● Exercise materials
/// Invariant 5: a no-op while `pollingActive`. Invariant 3: `gameLaunched`
/// flips false→true at most once; the check-then-set is intentionally
/// non-atomic per the documented concurrency model.
pub async fn launch_game(session: &Arc<GameSession>) {
    if session.polling.lock().await.active {
        return;
    }
    if session.observed.lock().await.game_launched {
        return;
    }

    session.set_state(SessionState::Launching).await;
    if let Err(err) = apply_lobby_settings(session).await {
        tracing::warn!(game_id = %session.game_id, error = %err, "failed to reapply settings before launch");
    }
    sleep(LAUNCH_PRE_DISPATCH_PAUSE).await;
    if let Err(err) = session.gc.launch_lobby().await {
        tracing::error!(game_id = %session.game_id, error = %err, "launch_lobby dispatch failed");
        session.force_error(format!("launch_lobby failed: {err}")).await;
        return;
    }

    let mut observed = session.observed.lock().await;
    observed.game_launched = true;
    observed.game_in_progress = true;
    drop(observed);
    session.set_state(SessionState::InProgress).await;
}

/// Auto-poll: when the observed member count crosses the threshold while
/// the lobby is still pre-launch, start polling and fire the poll-start
/// callback.
async fn check_auto_poll(session: &Arc<GameSession>) {
    let already_active_or_done = {
        let polling = session.polling.lock().await;
        polling.active || polling.done
    };
    if already_active_or_done {
        return;
    }
    let in_ui_state = matches!(
        *session.state.lock().await,
        SessionState::Creating | SessionState::Waiting
    );
    if !in_ui_state {
        return;
    }
    let count = session.members.lock().await.len();
    let threshold = session.config.read().await.auto_poll_threshold();
    if count > threshold {
        start_polling(session).await;
    }
}

pub async fn start_polling(session: &Arc<GameSession>) {
    {
        let mut polling = session.polling.lock().await;
        polling.active = true;
        polling.done = false;
    }
    let lobby_id = session.observed.lock().await.lobby_id;
    if let Err(err) = session
        .gc
        .send_channel_message(lobby_id, "Player polling has started.")
        .await
    {
        tracing::warn!(game_id = %session.game_id, error = %err, "failed to send poll-start chat notice");
    }
    let reporter_session = session.clone();
    tokio::spawn(async move {
        result_reporter::report_poll_start(&reporter_session).await;
    });
}

/// `action=end`: re-applies settings with the new mode and re-enters the
/// seating loop, which may now launch.
pub async fn end_polling(session: &Arc<GameSession>, new_mode: gargamel_shared::GameMode) {
    {
        let mut cfg = session.config.write().await;
        cfg.game_mode = new_mode;
    }
    {
        let mut polling = session.polling.lock().await;
        polling.active = false;
        polling.done = true;
    }
    if let Err(err) = apply_lobby_settings(session).await {
        tracing::warn!(game_id = %session.game_id, error = %err, "failed to reapply settings after poll end");
    }
    run_team_assignments(session).await;
}

/// Post-game: marks the lobby no longer in progress, transitions to
/// `postgame`, and opens (or updates) the pending result accumulator keyed
/// by match-id (falling back to lobby-id while the match-id is unknown).
pub async fn handle_post_game(session: &Arc<GameSession>, snapshot: &LobbySnapshot) {
    session.observed.lock().await.game_in_progress = false;
    session.set_state(SessionState::Postgame).await;

    let outcome = gargamel_shared::MatchOutcome::try_from(snapshot.match_outcome).unwrap_or_default();
    let key = if snapshot.match_id != 0 {
        snapshot.match_id
    } else {
        snapshot.lobby_id
    };

    let server_region = session.config.read().await.server_region;
    {
        let mut results = session.results.lock().await;
        let entry = results.entry(key).or_insert_with(|| GameResult::new(session.game_id.clone()));
        entry.lobby_id = snapshot.lobby_id;
        if snapshot.match_id != 0 {
            entry.match_id = snapshot.match_id;
        }
        if outcome.is_known() {
            entry.outcome = outcome;
        }
        entry.server_region = Some(server_region);
    }
    session.observed.lock().await.last_pending_key = Some(key);

    try_complete_result(session, key).await;
}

● Problem statement
Isolate each line of the listing above that includes "Some". Copy it.

● Exercise result
        entry.server_region = Some(server_region);
    session.observed.lock().await.last_pending_key = Some(key);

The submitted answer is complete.